I would recommend to also look at Swift and Go, which I consider to be better role models for Haskell. And, for the record, only the Go front page lists even one feature which is just "built-in concurrency".
Those are hardly unique features, unless you consider functions, arithmetic, and records, to be selling points of a language. Instead, the code examples in the top banner are aimed at novices! |
Incidentally, my first job at a Haskell company had massive problems with scaling exactly because of memory issues ;) Was Haskell developed to scale? No it wasn't. But there are ways to scale it. It's the community and tech pioneers that enable this with resources, documentation and institutional knowledge. So maybe what I want to say here is: if you fundamentally have a problem with doing a bit of pioneering work or getting your hands dirty, then Haskell might be a questionable choice.
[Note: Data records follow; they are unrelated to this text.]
//! Technical indicators over price history.
//!
//! All functions operate on close-price series extracted from
//! [`PriceSample`] history and tolerate short input by returning empty
//! vectors or `None` rather than erroring.

use crate::domain::entities::price_sample::PriceSample;

/// Extract the close series from a sample history.
pub fn closes(samples: &[PriceSample]) -> Vec<f64> {
    samples.iter().map(|s| s.close.value()).collect()
}

pub struct Ema {
    pub period: usize,
}

impl Ema {
    pub fn new(period: usize) -> Self {
        Ema { period }
    }

    /// EMA series seeded with the SMA of the first `period` values.
    pub fn calculate(&self, values: &[f64]) -> Vec<f64> {
        if values.is_empty() || self.period == 0 {
            return vec![];
        }
        let mut ema_values = Vec::with_capacity(values.len());
        let multiplier = 2.0 / (self.period as f64 + 1.0);

        let initial_count = self.period.min(values.len());
        let sum: f64 = values[..initial_count].iter().sum();
        let mut ema = sum / initial_count as f64;
        ema_values.push(ema);

        for &val in values.iter().skip(self.period) {
            ema = (val - ema) * multiplier + ema;
            ema_values.push(ema);
        }

        ema_values
    }
}

pub struct Rsi {
    pub period: usize,
}

impl Rsi {
    pub fn new(period: usize) -> Self {
        Rsi { period }
    }

    pub fn calculate(&self, values: &[f64]) -> Vec<f64> {
        if self.period == 0 || values.len() < self.period + 1 {
            return vec![];
        }
        let mut gains = Vec::new();
        let mut losses = Vec::new();

        for i in 1..values.len() {
            let change = values[i] - values[i - 1];
            if change > 0.0 {
                gains.push(change);
                losses.push(0.0);
            } else {
                gains.push(0.0);
                losses.push(change.abs());
            }
        }

        let mut rsi_values = Vec::new();
        for i in self.period..=gains.len() {
            let start = i - self.period;
            let end = i - 1;
            let avg_gain = gains[start..=end].iter().sum::<f64>() / self.period as f64;
            let avg_loss = losses[start..=end].iter().sum::<f64>() / self.period as f64;
            let rs = if avg_loss == 0.0 {
                100.0
            } else {
                avg_gain / avg_loss
            };
            rsi_values.push(100.0 - (100.0 / (1.0 + rs)));
        }

        rsi_values
    }
}

/// Fractional price change over the last `lookback` bars.
pub fn momentum(values: &[f64], lookback: usize) -> Option<f64> {
    if lookback == 0 || values.len() <= lookback {
        return None;
    }
    let latest = *values.last()?;
    let base = values[values.len() - 1 - lookback];
    if base <= f64::EPSILON {
        return None;
    }
    Some((latest - base) / base)
}

/// Realized volatility: standard deviation of log returns over the last
/// `window` returns. Input shorter than `window + 1` yields `None`.
pub fn realized_volatility(values: &[f64], window: usize) -> Option<f64> {
    if window < 2 || values.len() < window + 1 {
        return None;
    }
    let tail = &values[values.len() - window - 1..];
    let mut returns = Vec::with_capacity(window);
    for pair in tail.windows(2) {
        if pair[0] <= f64::EPSILON || pair[1] <= f64::EPSILON {
            return None;
        }
        returns.push((pair[1] / pair[0]).ln());
    }
    let mean = returns.iter().sum::<f64>() / returns.len() as f64;
    let variance =
        returns.iter().map(|r| (r - mean).powi(2)).sum::<f64>() / returns.len() as f64;
    Some(variance.sqrt())
}

#[cfg(test)]
mod tests {
    use super::*;
    use chrono::Utc;

    fn samples(closes: &[f64]) -> Vec<PriceSample> {
        closes
            .iter()
            .map(|&c| {
                PriceSample::new(
                    "TEST-USD".to_string(),
                    Utc::now(),
                    c,
                    c * 1.01,
                    c * 0.99,
                    c,
                    1000.0,
                )
                .unwrap()
            })
            .collect()
    }

    #[test]
    fn test_closes_extraction() {
        let history = samples(&[100.0, 102.0, 101.0]);
        assert_eq!(closes(&history), vec![100.0, 102.0, 101.0]);
    }

    #[test]
    fn test_ema_calculation() {
        let values = vec![102.0, 105.0, 108.0];
        let ema = Ema::new(2);
        let result = ema.calculate(&values);
        assert!(!result.is_empty());
        assert!(result[0] > 100.0);
    }

    #[test]
    fn test_ema_empty_input() {
        assert!(Ema::new(5).calculate(&[]).is_empty());
    }

    #[test]
    fn test_rsi_bounds() {
        let values = vec![102.0, 105.0, 108.0, 106.0, 109.0];
        let rsi = Rsi::new(2);
        let result = rsi.calculate(&values);
        assert!(!result.is_empty());
        assert!(result.iter().all(|v| (0.0..=100.0).contains(v)));
    }

    #[test]
    fn test_rsi_all_gains_is_100() {
        let values = vec![100.0, 101.0, 102.0, 103.0, 104.0];
        let result = Rsi::new(3).calculate(&values);
        assert_eq!(*result.last().unwrap(), 100.0);
    }

    #[test]
    fn test_rsi_short_input() {
        assert!(Rsi::new(14).calculate(&[100.0, 101.0]).is_empty());
    }

    #[test]
    fn test_momentum_positive() {
        let values = vec![100.0, 102.0, 104.0, 110.0];
        let m = momentum(&values, 3).unwrap();
        assert!((m - 0.1).abs() < 1e-9);
    }

    #[test]
    fn test_momentum_insufficient_data() {
        assert!(momentum(&[100.0, 101.0], 5).is_none());
    }

    #[test]
    fn test_realized_volatility_flat_series_is_zero() {
        let values = vec![100.0; 20];
        let vol = realized_volatility(&values, 10).unwrap();
        assert!(vol.abs() < 1e-12);
    }

    #[test]
    fn test_realized_volatility_increases_with_swings() {
        let calm: Vec<f64> = (0..20).map(|i| 100.0 + (i % 2) as f64 * 0.1).collect();
        let wild: Vec<f64> = (0..20).map(|i| 100.0 + (i % 2) as f64 * 20.0).collect();
        let calm_vol = realized_volatility(&calm, 10).unwrap();
        let wild_vol = realized_volatility(&wild, 10).unwrap();
        assert!(wild_vol > calm_vol);
    }

    #[test]
    fn test_realized_volatility_short_input() {
        assert!(realized_volatility(&[100.0, 101.0], 10).is_none());
    }
}
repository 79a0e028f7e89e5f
use crate::domain::errors::ValidationError;
use serde::Serialize;

#[derive(Debug, Clone, Copy, PartialEq, PartialOrd, Serialize)]
#[serde(transparent)]
pub struct Quantity(f64);

impl Quantity {
    pub fn new(value: f64) -> Result<Self, ValidationError> {
        if value.is_finite() && value >= 0.0 {
            Ok(Quantity(value))
        } else {
            Err(ValidationError::InvalidQuantity)
        }
    }

    pub fn value(&self) -> f64 {
        self.0
    }

    pub fn is_zero(&self) -> bool {
        self.0 == 0.0
    }
}
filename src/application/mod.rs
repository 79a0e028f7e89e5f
pub mod scheduler;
Oh they don't have to be. They just have to represent the language. Python isn't very unique in terms of features, but there are reasons it has taken off. |
I find @hasufell analysis compelling and spot on. It is a good starting point for following the discussion. How do businesses (actually) decide what language to use? I would like to hear more experience-informed answers to this question, and leverage this knowledge to find the target audience. This is needed for the "Why Haskell?" question to be answered in any meaningful sense. It is also needed for it to be effective, because if the section engages business managers who won´t care or might be disappointed the effort would be wasted or could even backfire. What if it is not that easy to scale their business? Or if their developers are not delighted to learn a new paradigm imposed on their already refined practice (I've seen some complaints before)? Or—on another angle—are not thrilled by the possibility of their developers going experimental on bleeding edge features? As the argument stands, the target audience would be the developer—rather the non-tech entrepreneur, manager or executive board—who (ultimately) is the means to promote Haskell into a business tech stack bottom-up. Developers are indeed the bulk of the broader programming community. This proposal pushes towards wider adoption and —in a sense— questions the status quo that makes Haskell a niche language. I have to say that I was all in for the original approach at the beginning, but in the light of the arguments put forward I agree that
I think this gives a fair account of this proposal's content and pitch angle. In this context I would ask, are we to supersede Haskell's actual strengths by the business value it can bring if properly used? |
I don't have the time nor patience to discuss this topic to death by constantly moving the target further away. I suggest to try a Safe Enough to Try attitude. Feel free to use any of the text in case someone else would like to drive this topic.
|
I think we should apply the same logic as #337 and merge this as-is and continue the debate if we want to improve it. If we can get another committee member to approve, I think we should re-open this and merge it, and let the discussion continue. We don't currently have a succinct set of value propositions on the website, explaining why they should care about the features Haskell offers. This is a trivial marketing blunder according to widely accepted best practices in messaging/positioning. Adding this section in its current form will very likely help, and we have tooling in place to measure its effectiveness. It's low risk to try, potentially high reward if it resonates with readers better than not having it. |
@aviaviavi it seems odd to me when there's an alternative PR that has not been discussed in detail: #342 Sure, process wise you could just chronologically vote on each PR based on time of creation, but that risks shutting down synergies and discussions surrounding the differences. The first proposer might be overturned by the second without the ability to defend their stance, etc. |
@aviaviavi Yeah, I'd like us to take a proper look at #342 as well, before merging one or the other. |
I'm disappointed to hear this now, when we were just one committee member approval away from merging your PR. So be it. It is deeply regrettable that contributions to the Haskell ecosystem around public facing resources like the website are extremely difficult to make, and can only be made by people with superhuman stamina. That's not good, but it is the way it currently is. I would like to improve the situation, but I'm not sure I can. I will try. One way things I envisage things improving is if people are willing to expend the required amounts of energy to go through the process to completion, build consensus, build trust, build working relationships, build shared understanding, and bit by bit build velocity and momentum. I hoped the approval of your previous PR, @malteneuss, would have helped in that regard. Maybe not. Maybe my hope is in vain. Anyway, I'm also sorry I spent a lot of time engaging in good faith with this PR, trying to help drive it forward, only to have it closed. If I had expected that to happen I wouldn't have spent my time on it at all.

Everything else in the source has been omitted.